Entendeu? Por isso fiquei curiosa sobre o tal eufemismo de namoradeira.
Namoradeira, palavra bonita, foi indigesta, portanto. Mas se eu não achei o tal eufemismo, achei os vários sentidos reais que a palavra tem, as cadeiras e sofás de dois lugares, especiais para namorar sob a vigilância de alguém, e dentro de casa - sua origem há muito tempo; e as lindas bonecas de cerâmica, moças retratadas com olhar romântico, apoiadas em seus braços e cotovelos, que enfeitam janelas e varandas de todo o país. São só cabeça, boca carnuda, lábios pintados, ombros à mostra em vestidos com decotes insinuantes e ao mesmo tempo pudicos. Um dos seus braços fica apoiado; o outro leva a mão ao rosto, como se o segurasse, em sinal de espera do que vai passar por aquela janela.
Imagine
tudo o que elas veem. Ou melhor, imagine
tudo ao que elas, as namoradeiras, estão assistindo agora em cada
recanto onde se encontram recostadas, naquela sempre aparência calma,
da espera, de quem não tem pressa. Só podia ser boneca mesmo. Porque as
humanas, as mulheres namoradeiras, quando chegam à
janela, já o fazem aflitas, inseguras, preocupadas, ou amaldiçoando o
atraso no primeiro encontro.
Quantas de nós nunca se debruçaram, ficaram nas pontas dos pés para ver o amado apontando na porta ou
virando a esquina? Até as namoradeiras de muitos, mas que esperam na janela só um deles - o seu homem por toda a vida.

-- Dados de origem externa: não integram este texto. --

//! An ordered deck of slides rendered through a backend.

use super::{PresentationBackend, SlideHandle};
use crate::common::{Error, Result};
use crate::layout::{Layout, LayoutCatalog, Resolution, Role, resolve};
use crate::markup::{Channel, RunStream, drawingml};
use crate::slide::SlideContent;
use std::fmt;
use std::path::Path;
use tracing::{debug, info, warn};

#[derive(Debug, Clone)]
struct DeckSlide {
    content: SlideContent,
    /// Layout chosen by the caller instead of the resolved one
    layout: Option<usize>,
}

/// A placeholder fill decided before the backend is touched.
enum Fill<'a> {
    Title(&'a str),
    Image(&'a Path),
    Text(RunStream),
}

/// A presentation under construction.
///
/// The deck keeps slides in rendering order and owns the backend they are
/// rendered into. Adding a slide only checks that some layout can host it;
/// nothing reaches the backend until [`render_slide`](Self::render_slide) or
/// [`save`](Self::save).
///
/// # Examples
///
/// ```rust
/// use slidedeck::layout::{Layout, LayoutCatalog};
/// use slidedeck::presentation::{Deck, MemoryBackend};
/// use slidedeck::slide::SlideContent;
///
/// let backend = MemoryBackend::new(LayoutCatalog::new(vec![
///     Layout::new("Title and Text")
///         .with_placeholder("Title 1", 0)
///         .with_placeholder("Main Text", 1),
/// ]));
/// let mut deck = Deck::new(backend)?;
///
/// let mut slide = SlideContent::new("intro")?;
/// slide.set_title("Welcome")?;
/// slide.add_main_bullets("+ First point ++ detail")?;
/// deck.add_slide(slide, None)?;
///
/// assert_eq!(deck.num_slides(), 1);
/// assert_eq!(deck.slide_names(), vec!["intro"]);
/// # Ok::<(), slidedeck::Error>(())
/// ```
pub struct Deck<B: PresentationBackend> {
    backend: B,
    catalog: LayoutCatalog,
    slides: Vec<DeckSlide>,
}

impl<B: PresentationBackend> Deck<B> {
    /// Create an empty deck over a backend, reading its layouts once.
    pub fn new(backend: B) -> Result<Self> {
        let catalog = backend.layouts()?;
        debug!(layouts = catalog.len(), "opened deck");
        Ok(Self {
            backend,
            catalog,
            slides: Vec::new(),
        })
    }

    #[inline]
    pub fn catalog(&self) -> &LayoutCatalog {
        &self.catalog
    }

    #[inline]
    pub fn backend(&self) -> &B {
        &self.backend
    }

    #[inline]
    pub fn backend_mut(&mut self) -> &mut B {
        &mut self.backend
    }

    pub fn into_backend(self) -> B {
        self.backend
    }

    // ---- slide collection ----

    #[inline]
    pub fn num_slides(&self) -> usize {
        self.slides.len()
    }

    /// Slides in rendering order.
    pub fn slides(&self) -> impl Iterator<Item = &SlideContent> + '_ {
        self.slides.iter().map(|s| &s.content)
    }

    /// The first slide with the given name.
    pub fn slide(&self, name: &str) -> Option<&SlideContent> {
        self.slides().find(|s| s.name() == name)
    }

    /// Mutable access to the first slide with the given name.
    pub fn slide_mut(&mut self, name: &str) -> Option<&mut SlideContent> {
        self.slides
            .iter_mut()
            .map(|s| &mut s.content)
            .find(|s| s.name() == name)
    }

    pub fn slide_names(&self) -> Vec<&str> {
        self.slides().map(SlideContent::name).collect()
    }

    /// Layouts able to host a slide, best first.
    pub fn find_layout(&self, slide: &SlideContent) -> Resolution {
        resolve(&slide.requirement(), &self.catalog)
    }

    /// Add a slide, checking that some layout can host it.
    ///
    /// With `index` the slide is inserted at that position (`index` equal to
    /// the number of slides appends); without it the slide is appended.
    /// Returns the slide's position.
    pub fn add_slide(&mut self, slide: SlideContent, index: Option<usize>) -> Result<usize> {
        let layout = self.find_layout(&slide).into_layout()?;
        debug!(slide = slide.name(), layout, "slide fits layout");
        self.insert(
            DeckSlide {
                content: slide,
                layout: None,
            },
            index,
        )
    }

    /// Add a slide that will always render with the given layout.
    pub fn add_slide_with_layout(
        &mut self,
        slide: SlideContent,
        layout: usize,
        index: Option<usize>,
    ) -> Result<usize> {
        self.layout(layout)?;
        self.insert(
            DeckSlide {
                content: slide,
                layout: Some(layout),
            },
            index,
        )
    }

    /// Remove the first slide with the given name.
    ///
    /// Returns `false` when no slide has that name.
    pub fn del_slide(&mut self, name: &str) -> bool {
        match self.slides.iter().position(|s| s.content.name() == name) {
            Some(position) => {
                self.slides.remove(position);
                debug!(slide = name, position, "deleted slide");
                true
            },
            None => {
                warn!(slide = name, "no slide with this name to delete");
                false
            },
        }
    }

    // ---- rendering ----

    /// Render one slide into the backend.
    ///
    /// Placeholders are filled title first, then exhibits, then main, margin
    /// and footnote text. Without `layout` the first conforming layout is
    /// used and a slide no layout can host fails with
    /// [`Error::LayoutNotFound`]. Every placeholder is assigned and every
    /// text fill checked before the backend creates the slide, so a layout
    /// lacking a needed placeholder or text the backend cannot write fails
    /// without leaving a half-filled slide behind.
    pub fn render_slide(
        &mut self,
        slide: &SlideContent,
        layout: Option<usize>,
    ) -> Result<SlideHandle> {
        let plan = plan_slide(&self.catalog, slide, layout)?;
        commit(&mut self.backend, &plan)
    }

    /// Render every slide in order, then save the backend's document.
    ///
    /// All slides are planned before the first one is rendered, so a slide
    /// that cannot be rendered fails the save with nothing sent to the
    /// backend.
    pub fn save<P: AsRef<Path>>(&mut self, path: P) -> Result<()> {
        let path = path.as_ref();
        let plans = self
            .slides
            .iter()
            .map(|entry| plan_slide(&self.catalog, &entry.content, entry.layout))
            .collect::<Result<Vec<_>>>()?;
        for plan in &plans {
            commit(&mut self.backend, plan)?;
        }
        self.backend.save(path)?;
        info!(path = %path.display(), slides = self.slides.len(), "saved deck");
        Ok(())
    }

    fn layout(&self, index: usize) -> Result<&Layout> {
        self.catalog.get(index).ok_or_else(|| Error::IndexOutOfRange {
            what: "layouts",
            index,
            len: self.catalog.len(),
        })
    }

    fn insert(&mut self, entry: DeckSlide, index: Option<usize>) -> Result<usize> {
        let len = self.slides.len();
        let position = match index {
            Some(index) if index > len => {
                return Err(Error::IndexOutOfRange {
                    what: "slides",
                    index,
                    len,
                });
            },
            Some(index) => index,
            None => len,
        };
        self.slides.insert(position, entry);
        Ok(position)
    }
}

/// A slide whose layout and placeholder fills are settled.
struct SlidePlan<'a> {
    slide: &'a SlideContent,
    layout: usize,
    fills: Vec<(u32, Fill<'a>)>,
}

/// Choose the layout and check every fill without touching the backend.
fn plan_slide<'a>(
    catalog: &LayoutCatalog,
    slide: &'a SlideContent,
    layout: Option<usize>,
) -> Result<SlidePlan<'a>> {
    let index = match layout {
        Some(index) => index,
        None => resolve(&slide.requirement(), catalog).into_layout()?,
    };
    let chosen = catalog.get(index).ok_or_else(|| Error::IndexOutOfRange {
        what: "layouts",
        index,
        len: catalog.len(),
    })?;
    Ok(SlidePlan {
        slide,
        layout: index,
        fills: plan_fills(slide, chosen)?,
    })
}

fn commit<B: PresentationBackend>(backend: &mut B, plan: &SlidePlan<'_>) -> Result<SlideHandle> {
    let handle = backend.create_slide(plan.layout)?;
    for (placeholder, fill) in &plan.fills {
        match fill {
            Fill::Title(text) => backend.set_title(handle, *placeholder, text)?,
            Fill::Image(path) => backend.insert_image(handle, *placeholder, path)?,
            Fill::Text(runs) => backend.set_text(handle, *placeholder, runs)?,
        }
    }

    info!(
        slide = plan.slide.name(),
        layout = plan.layout,
        placeholders = plan.fills.len(),
        %handle,
        "rendered slide"
    );
    Ok(handle)
}

/// Assign slide content to placeholder slots in rendering order.
///
/// Text is checked against what the backend can write, so paragraph levels
/// and font states that cannot be rendered fail here.
fn plan_fills<'a>(slide: &'a SlideContent, layout: &Layout) -> Result<Vec<(u32, Fill<'a>)>> {
    let index = layout.index();
    let mut fills = Vec::new();

    if let Some(title) = slide.title() {
        let slot = layout.placeholder_stack(Role::Title).take_required(index)?;
        fills.push((slot, Fill::Title(title)));
    }

    if let Some(exhibits) = slide.exhibits() {
        let mut pictures = layout.placeholder_stack(Role::Picture);
        for path in exhibits {
            fills.push((pictures.take_required(index)?, Fill::Image(path)));
        }
    }

    for channel in Channel::ALL {
        if slide.num_bullets(channel) == 0 {
            continue;
        }
        if let Some(runs) = slide.runs(channel) {
            drawingml::check_runs(&runs)?;
            let slot = layout.placeholder_stack(channel.role()).take_required(index)?;
            fills.push((slot, Fill::Text(runs)));
        }
    }

    Ok(fills)
}

impl<B: PresentationBackend> fmt::Display for Deck<B> {
    fn fmt(&self, f: &mut fmt::Formatter<'_>) -> fmt::Result {
        writeln!(
            f,
            "Deck: {} slide(s), {} layout(s)",
            self.slides.len(),
            self.catalog.len()
        )?;
        for (i, entry) in self.slides.iter().enumerate() {
            write!(f, "  {}. {}", i + 1, entry.content)?;
            if let Some(layout) = entry.layout {
                write!(f, " [layout {}]", layout)?;
            }
            writeln!(f)?;
        }
        Ok(())
    }
}
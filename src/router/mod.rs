pub mod item_router;
pub mod user_router;

use axum::{middleware, routing::get, Router};
use tower_http::trace::TraceLayer;

use crate::handler::http_handler::{
    api_healthcheck_handler, error_code_handler, healthcheck_handler, method_not_allowed_handler, root_handler,
};
use crate::handler::item_handler::ItemState;
use crate::handler::user_handler::UserState;
use crate::middlewares::method_middleware::method_interceptor;

/// Full application router. OPTIONS and TRACE are answered for any path; anything
/// else that matches no route and method is a 405.
pub fn create_router(item_service: ItemState, user_service: UserState) -> Router {
    Router::new()
        .route("/", get(root_handler))
        .route("/healthcheck", get(healthcheck_handler).head(healthcheck_handler))
        .route("/api/healthcheck", get(api_healthcheck_handler).head(api_healthcheck_handler))
        .route("/errorCode/{code}", get(error_code_handler))
        .merge(item_router::item_router(item_service))
        .merge(user_router::user_router(user_service))
        .method_not_allowed_fallback(method_not_allowed_handler)
        .fallback(method_not_allowed_handler)
        .layer(middleware::from_fn(method_interceptor))
        .layer(TraceLayer::new_for_http())
}
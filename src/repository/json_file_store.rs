use async_trait::async_trait;
use serde::Serialize;
use serde_json::ser::PrettyFormatter;
use serde_json::Value;
use std::io::ErrorKind;
use std::path::{Path, PathBuf};
use tokio::sync::Mutex;
use tracing::{debug, error, instrument, warn};

use crate::repository::record::{self, Record, RecordStore, UpsertOutcome};
use crate::repository::repository_error::{RepositoryError, RepositoryResult};

const INDENT: &[u8] = b"   ";

/// Whole-file JSON array store. Every mutation reads the array, changes it and
/// rewrites the file; the mutex serializes this within one process.
pub struct JsonFileStore<T: Record> {
    path: PathBuf,
    lock: Mutex<()>,
    _marker: std::marker::PhantomData<fn() -> T>,
}

impl<T: Record> JsonFileStore<T> {
    pub fn new(path: impl Into<PathBuf>) -> Self {
        let path = path.into();
        debug!("Using JSON file {} for {} records", path.display(), T::KIND);
        JsonFileStore { path, lock: Mutex::new(()), _marker: std::marker::PhantomData }
    }

    pub fn path(&self) -> &Path {
        &self.path
    }

    async fn load(&self) -> RepositoryResult<Vec<T>> {
        let content = match tokio::fs::read_to_string(&self.path).await {
            Ok(content) => content,
            Err(e) if e.kind() == ErrorKind::NotFound => {
                warn!("{} not found, treating it as an empty collection", self.path.display());
                return Ok(Vec::new());
            }
            Err(e) => {
                error!("Failed to read {}: {}", self.path.display(), e);
                return Err(e.into());
            }
        };
        if content.trim().is_empty() {
            return Ok(Vec::new());
        }
        serde_json::from_str(&content).map_err(|e| {
            error!("{} does not hold a JSON array of {} records: {}", self.path.display(), T::KIND, e);
            RepositoryError::from(e)
        })
    }

    async fn save(&self, records: &[T]) -> RepositoryResult<()> {
        let mut buf = Vec::new();
        let mut serializer = serde_json::Serializer::with_formatter(&mut buf, PrettyFormatter::with_indent(INDENT));
        records.serialize(&mut serializer)?;
        buf.push(b'\n');

        let mut tmp = self.path.clone().into_os_string();
        tmp.push(".tmp");
        tokio::fs::write(&tmp, &buf).await?;
        tokio::fs::rename(&tmp, &self.path).await?;
        debug!("Wrote {} {} records to {}", records.len(), T::KIND, self.path.display());
        Ok(())
    }
}

#[async_trait]
impl<T: Record> RecordStore<T> for JsonFileStore<T> {
    async fn find(&self, key: &str) -> RepositoryResult<Option<T>> {
        let _guard = self.lock.lock().await;
        let records = self.load().await?;
        Ok(record::position(&records, key).map(|index| records[index].clone()))
    }

    #[instrument(skip(self, record), fields(kind = T::KIND, key = %record.key()))]
    async fn insert(&self, record: T) -> RepositoryResult<T> {
        let _guard = self.lock.lock().await;
        let mut records = self.load().await?;
        let inserted = record::insert_into(&mut records, record)?;
        self.save(&records).await?;
        Ok(inserted)
    }

    async fn replace(&self, record: T) -> RepositoryResult<bool> {
        let _guard = self.lock.lock().await;
        let mut records = self.load().await?;
        let replaced = record::replace_in(&mut records, record);
        if replaced {
            self.save(&records).await?;
        }
        Ok(replaced)
    }

    async fn upsert(&self, record: T) -> RepositoryResult<UpsertOutcome> {
        let _guard = self.lock.lock().await;
        let mut records = self.load().await?;
        let outcome = record::upsert_into(&mut records, record);
        self.save(&records).await?;
        Ok(outcome)
    }

    async fn patch_field(&self, key: &str, field: &str, value: Value) -> RepositoryResult<Option<T>> {
        let _guard = self.lock.lock().await;
        let mut records = self.load().await?;
        let updated = record::patch_in(&mut records, key, field, value)?;
        if updated.is_some() {
            self.save(&records).await?;
        }
        Ok(updated)
    }

    async fn delete(&self, key: &str) -> RepositoryResult<Option<T>> {
        let _guard = self.lock.lock().await;
        let mut records = self.load().await?;
        let removed = record::remove_from(&mut records, key);
        if removed.is_some() {
            self.save(&records).await?;
        }
        Ok(removed)
    }

    async fn list_all(&self) -> RepositoryResult<Vec<T>> {
        let _guard = self.lock.lock().await;
        self.load().await
    }

    async fn count(&self) -> RepositoryResult<usize> {
        Ok(self.list_all().await?.len())
    }
}
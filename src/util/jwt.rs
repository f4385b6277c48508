use chrono::{Duration, Utc};
use jsonwebtoken::{decode, encode, Algorithm, DecodingKey, EncodingKey, Header, Validation};
use serde::{Deserialize, Serialize};
use tracing::{debug, info, warn};
use uuid::Uuid;

use crate::config::JwtConfig;

const ACCESS: &str = "access";

/// Claims carried by an access token
#[derive(Debug, Serialize, Deserialize, Clone, PartialEq)]
pub struct Claims {
    /// User id
    pub sub: String,
    pub email: String,
    pub role: String,
    pub iat: i64,
    pub exp: i64,
    pub token_type: String,
    /// Unique per token
    pub jti: String,
}

/// Tokens returned after a successful credential check
#[derive(Debug, Clone, Serialize, Deserialize)]
pub struct IssuedTokens {
    pub access_token: String,
    /// Lifetime in seconds
    pub expires_in: i64,
    pub token_type: String,
}

#[derive(Debug, thiserror::Error)]
pub enum JwtError {
    #[error("Failed to encode JWT token: {0}")]
    EncodingFailed(String),
    #[error("Failed to decode JWT token: {0}")]
    DecodingFailed(String),
    #[error("Token has expired")]
    TokenExpired,
    #[error("Invalid token format")]
    InvalidToken,
    #[error("Invalid token type: expected {expected}, got {actual}")]
    InvalidTokenType { expected: String, actual: String },
}

pub trait JwtTokenUtils: Send + Sync {
    fn issue_tokens(&self, user_id: &str, email: &str, role: &str) -> Result<IssuedTokens, JwtError>;
    fn validate_access_token(&self, token: &str) -> Result<Claims, JwtError>;
    /// Strips the `Bearer ` scheme from an Authorization header value
    fn extract_token_from_header(&self, auth_header: &str) -> Result<String, JwtError>;
}

#[derive(Debug, Clone)]
pub struct JwtTokenUtilsImpl {
    pub jwt_config: JwtConfig,
}

impl JwtTokenUtilsImpl {
    pub fn new(jwt_config: JwtConfig) -> Self {
        JwtTokenUtilsImpl { jwt_config }
    }

    fn generate_access_token(&self, user_id: &str, email: &str, role: &str) -> Result<String, JwtError> {
        let now = Utc::now();
        let expiration = Duration::try_minutes(self.jwt_config.access_token_expiration)
            .and_then(|lifetime| now.checked_add_signed(lifetime))
            .ok_or_else(|| {
                JwtError::EncodingFailed(format!(
                    "access token lifetime of {} minutes is out of range",
                    self.jwt_config.access_token_expiration
                ))
            })?;

        let claims = Claims {
            sub: user_id.to_string(),
            email: email.to_string(),
            role: role.to_string(),
            iat: now.timestamp(),
            exp: expiration.timestamp(),
            token_type: ACCESS.to_string(),
            jti: Uuid::new_v4().to_string(),
        };

        let encoding_key = EncodingKey::from_secret(self.jwt_config.jwt_secret.as_bytes());
        encode(&Header::new(Algorithm::HS256), &claims, &encoding_key)
            .map_err(|err| JwtError::EncodingFailed(err.to_string()))
    }
}

impl JwtTokenUtils for JwtTokenUtilsImpl {
    fn issue_tokens(&self, user_id: &str, email: &str, role: &str) -> Result<IssuedTokens, JwtError> {
        let access_token = self.generate_access_token(user_id, email, role)?;
        info!("Issued access token for user: {}", user_id);
        Ok(IssuedTokens {
            access_token,
            expires_in: self.jwt_config.access_token_expiration.saturating_mul(60),
            token_type: "Bearer".to_string(),
        })
    }

    fn validate_access_token(&self, token: &str) -> Result<Claims, JwtError> {
        let decoding_key = DecodingKey::from_secret(self.jwt_config.jwt_secret.as_bytes());
        let validation = Validation::new(Algorithm::HS256);

        let claims = match decode::<Claims>(token, &decoding_key, &validation) {
            Ok(data) => data.claims,
            Err(err) => {
                return Err(match err.kind() {
                    jsonwebtoken::errors::ErrorKind::ExpiredSignature => {
                        debug!("Token has expired");
                        JwtError::TokenExpired
                    }
                    jsonwebtoken::errors::ErrorKind::InvalidToken => JwtError::InvalidToken,
                    _ => {
                        warn!("Token validation failed: {}", err);
                        JwtError::DecodingFailed(err.to_string())
                    }
                })
            }
        };

        if claims.token_type != ACCESS {
            return Err(JwtError::InvalidTokenType {
                expected: ACCESS.to_string(),
                actual: claims.token_type,
            });
        }
        Ok(claims)
    }

    fn extract_token_from_header(&self, auth_header: &str) -> Result<String, JwtError> {
        match auth_header.strip_prefix("Bearer ") {
            Some(token) if !token.trim().is_empty() => Ok(token.trim().to_string()),
            _ => {
                debug!("Authorization header is not a bearer token");
                Err(JwtError::InvalidToken)
            }
        }
    }
}
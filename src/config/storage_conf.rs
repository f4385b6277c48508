use std::env;
use std::path::PathBuf;
use tracing::{debug, info};

use crate::config::{env_or, ConfigError};

/// Settings for the file and memory backends
#[derive(Debug, Clone)]
pub struct StorageConfig {
    /// JSON file holding the item array
    pub item_file: PathBuf,
    /// JSON file holding the user array
    pub user_file: PathBuf,
    /// Seed the memory backend with the demo catalog
    pub seed_items: bool,
}

impl StorageConfig {
    /// Expected environment variables:
    /// - DATABASE: item file (defaults to data.json)
    /// - FAKEAPI_USR_DATABASE: user file (defaults to users.json)
    /// - FAKEAPI_SEED: seed the memory backend (defaults to false)
    pub fn from_env() -> Result<Self, ConfigError> {
        info!("Loading storage configuration from environment variables");

        let item_file = PathBuf::from(env::var("DATABASE").unwrap_or_else(|_| "data.json".to_string()));
        debug!("Item file: {}", item_file.display());

        let user_file = PathBuf::from(
            env::var("FAKEAPI_USR_DATABASE").unwrap_or_else(|_| "users.json".to_string()),
        );
        debug!("User file: {}", user_file.display());

        let seed_items = env_or::<bool>("FAKEAPI_SEED", "false")?;

        let config = StorageConfig { item_file, user_file, seed_items };
        config.validate()?;
        Ok(config)
    }

    pub fn validate(&self) -> Result<(), ConfigError> {
        if self.item_file.as_os_str().is_empty() || self.user_file.as_os_str().is_empty() {
            return Err(ConfigError::ValidationError("Storage file paths cannot be empty".to_string()));
        }
        if self.item_file == self.user_file {
            return Err(ConfigError::ValidationError(
                "Items and users cannot share the same file".to_string(),
            ));
        }
        Ok(())
    }
}

impl Default for StorageConfig {
    fn default() -> Self {
        StorageConfig {
            item_file: PathBuf::from("data.json"),
            user_file: PathBuf::from("users.json"),
            seed_items: false,
        }
    }
}
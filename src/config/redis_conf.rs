use serde::{Deserialize, Serialize};
use std::env;
use std::time::Duration;
use tracing::{debug, error, info, warn};

use crate::config::{env_or, ConfigError};

/// Connection settings for the key/value backend
#[derive(Debug, Clone, Serialize, Deserialize)]
pub struct RedisConfig {
    pub host: String,
    pub port: u16,
    pub username: Option<String>,
    pub password: Option<String>,
    pub database: u8,
    pub connection_timeout_secs: u64,
    pub command_timeout_secs: u64,
    pub use_tls: bool,
}

impl RedisConfig {
    /// Load Redis configuration from environment variables
    ///
    /// Expected environment variables:
    /// - REDIS_HOSTNAME: Redis server host (defaults to "localhost")
    /// - REDIS_PORT: Redis server port (defaults to 6379)
    /// - REDIS_USERNAME / REDIS_PASSWORD: optional credentials
    /// - REDIS_DATABASE: Database number (defaults to 0)
    /// - REDIS_CONNECTION_TIMEOUT: seconds (defaults to 5)
    /// - REDIS_COMMAND_TIMEOUT: seconds (defaults to 5)
    /// - REDIS_USE_TLS: rediss:// instead of redis:// (defaults to false)
    pub fn from_env() -> Result<Self, ConfigError> {
        info!("Loading Redis configuration from environment variables");

        let host = env::var("REDIS_HOSTNAME").unwrap_or_else(|_| {
            warn!("REDIS_HOSTNAME not set, using default: localhost");
            "localhost".to_string()
        });
        let port = env_or::<u16>("REDIS_PORT", "6379")?;
        debug!("Redis server: {}:{}", host, port);

        let username = env::var("REDIS_USERNAME").ok();
        let password = env::var("REDIS_PASSWORD").ok();
        if let Some(ref pass) = password {
            debug!("Redis password provided (length: {} chars)", pass.len());
        }

        let database = env_or::<u8>("REDIS_DATABASE", "0")?;
        let connection_timeout_secs = env_or::<u64>("REDIS_CONNECTION_TIMEOUT", "5")?;
        let command_timeout_secs = env_or::<u64>("REDIS_COMMAND_TIMEOUT", "5")?;
        let use_tls = env_or::<bool>("REDIS_USE_TLS", "false")?;
        debug!(
            "Redis database: {}, connect timeout: {}s, command timeout: {}s, TLS: {}",
            database, connection_timeout_secs, command_timeout_secs, use_tls
        );

        let config = Self {
            host,
            port,
            username,
            password,
            database,
            connection_timeout_secs,
            command_timeout_secs,
            use_tls,
        };

        config.validate()?;
        info!("Redis configuration loaded successfully");
        Ok(config)
    }

    pub fn validate(&self) -> Result<(), ConfigError> {
        if self.host.is_empty() {
            error!("Redis host is empty");
            return Err(ConfigError::ValidationError("Host cannot be empty".to_string()));
        }
        if self.port == 0 {
            error!("Redis port is 0");
            return Err(ConfigError::ValidationError("Port must be greater than 0".to_string()));
        }
        if self.database > 15 {
            warn!("Redis database number is high: {} (Redis default max is 15)", self.database);
        }
        if self.connection_timeout_secs == 0 || self.command_timeout_secs == 0 {
            error!("Redis timeouts must be positive");
            return Err(ConfigError::ValidationError("Timeouts must be greater than 0".to_string()));
        }
        Ok(())
    }

    /// Connection URL, credentials included
    pub fn get_connection_url(&self) -> String {
        let protocol = if self.use_tls { "rediss" } else { "redis" };
        let auth_part = match (&self.username, &self.password) {
            (Some(username), Some(password)) => format!("{}:{}@", username, password),
            (None, Some(password)) => format!(":{}@", password),
            _ => String::new(),
        };
        format!("{}://{}{}:{}/{}", protocol, auth_part, self.host, self.port, self.database)
    }

    /// `host:port`, safe to log
    pub fn endpoint(&self) -> String {
        format!("{}:{}", self.host, self.port)
    }

    pub fn connection_timeout(&self) -> Duration {
        Duration::from_secs(self.connection_timeout_secs)
    }

    pub fn command_timeout(&self) -> Duration {
        Duration::from_secs(self.command_timeout_secs)
    }
}

impl Default for RedisConfig {
    fn default() -> Self {
        Self {
            host: "localhost".to_string(),
            port: 6379,
            username: None,
            password: None,
            database: 0,
            connection_timeout_secs: 5,
            command_timeout_secs: 5,
            use_tls: false,
        }
    }
}
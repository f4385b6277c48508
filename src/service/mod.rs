pub mod item_service;
pub mod user_service;
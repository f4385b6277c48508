use axum::{
    extract::Request,
    http::{header, HeaderName, HeaderValue, Method, StatusCode},
    middleware::Next,
    response::{IntoResponse, Response},
    Json,
};
use serde_json::{json, Map, Value};
use tracing::info;

use crate::handler::http_handler::hostname;

pub const ALLOWED_METHODS: &str = "OPTIONS, GET, POST, PUT, DELETE, TRACE, PATCH";
const PATH_ERROR_HEADER: HeaderName = HeaderName::from_static("x-fake-api-path-error");
const TRACE_HEADER: HeaderName = HeaderName::from_static("x-fake-api-trace");

/// Answers OPTIONS and TRACE for every path before routing; other methods pass through.
pub async fn method_interceptor(request: Request, next: Next) -> Response {
    if request.method() == Method::OPTIONS {
        info!("[method_interceptor] OPTIONS {}", request.uri().path());
        options_response(&request)
    } else if request.method() == Method::TRACE {
        info!("[method_interceptor] TRACE {}", request.uri().path());
        trace_response(&request)
    } else {
        next.run(request).await
    }
}

/// Path without the leading slash, `None` for the root
fn requested_path(request: &Request) -> Option<&str> {
    let path = request.uri().path().trim_start_matches('/');
    (!path.is_empty()).then_some(path)
}

fn options_response(request: &Request) -> Response {
    let mut response = StatusCode::NO_CONTENT.into_response();
    let headers = response.headers_mut();
    headers.insert(header::ALLOW, HeaderValue::from_static(ALLOWED_METHODS));
    headers.insert(header::CACHE_CONTROL, HeaderValue::from_static("max-age=604800"));
    if let Some(value) = requested_path(request).and_then(|p| HeaderValue::from_str(p).ok()) {
        headers.insert(PATH_ERROR_HEADER, value);
    }
    response
}

fn trace_response(request: &Request) -> Response {
    let client_header: Map<String, Value> = request
        .headers()
        .iter()
        .map(|(name, value)| {
            (name.as_str().to_string(), Value::String(String::from_utf8_lossy(value.as_bytes()).into_owned()))
        })
        .collect();

    let mut content = json!({ "header": client_header, "hostname": hostname() });
    if let Some(path) = requested_path(request) {
        content["X-Fake-API-path-error"] = Value::String(path.to_string());
    }

    let mut response = (StatusCode::OK, Json(content)).into_response();
    response
        .headers_mut()
        .insert(TRACE_HEADER, HeaderValue::from_static("client header returned"));
    response
}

Enfim, tadinhas das namoradeiras que a ministra acabou jogando lama na
reputação. Fiquei também preocupada
porque descobri que mais gente tem a namoradeira em mau conceito:
algumas correntes evangélicas consideram que a boneca da namoradeira é
do mal, vivem destruindo as que encontram por a considerarem devassa,
representante das prostitutas, que invoca a pomba-gira, entidade
protetora da
esquerda na umbanda.
Por falar em esquerda, a ruralista Katia
Abreu já foi chamada de "Miss Desmatamento", "Rainha da
Motosserra", era inimiga número 1 dos sem terra. Mas agora está no
Governo Dilma, de quem virou melhor amiga nesse ano para ela cheio de
emoções. Tomou posse em janeiro, causou com um vestido verde; casou em
fevereiro; em abril soube-se que havia contratado seu cabelereiro
e uma dentista para o gabinete; trocou de partido, se juntou ao PMDB,
aprendeu todos os eufemismos para explicar que o Governo é uma beleza;
jogou vinho no Serra.
Deixou até de ser namoradeira. Coisa que ela própria disse que era, em uma entrevista dada em
2013, antes do seu príncipe chegar na janela: "Não tive tempo para casar de novo. Mas namorei muito".
Pois é.
São Paulo, nem parece Natal, 2015
Marli Gonçalves
é jornalista -- - Está achando o máximo essa esquizofrenia que abala Brasília, onde ninguém sabe onde
amarrar o burro. E onde se falta com a verdade (esse sim, um eufemismo e tanto)
marli@brickmann.com.br
Penso eu - Com sua licença dona Marli, mas no Ceará, chamar mulher de namoradeira é o mesmo que chamar de moça bulida, uma verdadeira maria batalhão. Fosse por aqui, provavelmente o Zé Serra estariacom uns dois ou trtes dentes quebrados pelo copo que levaria na cara.